[Opening Data shown section]

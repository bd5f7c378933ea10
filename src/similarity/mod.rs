//! Similarity composition.
//!
//! Blends normalized travel cost with priority diversity into the affinity
//! matrix that clustering strategies partition.

mod compose;

pub use compose::{compose, priority_diversity, SimilarityMatrix};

[Closing Data shown section]

◆ What is needed ◆
Reproduce the material above in full, exactly.

◆ Output of the task ◆
repository bd5f7c378933ea10
filename src/similarity/mod.rs
//! Similarity composition.
//!
//! Blends normalized travel cost with priority diversity into the affinity
//! matrix that clustering strategies partition.

mod compose;

pub use compose::{compose, priority_diversity, SimilarityMatrix};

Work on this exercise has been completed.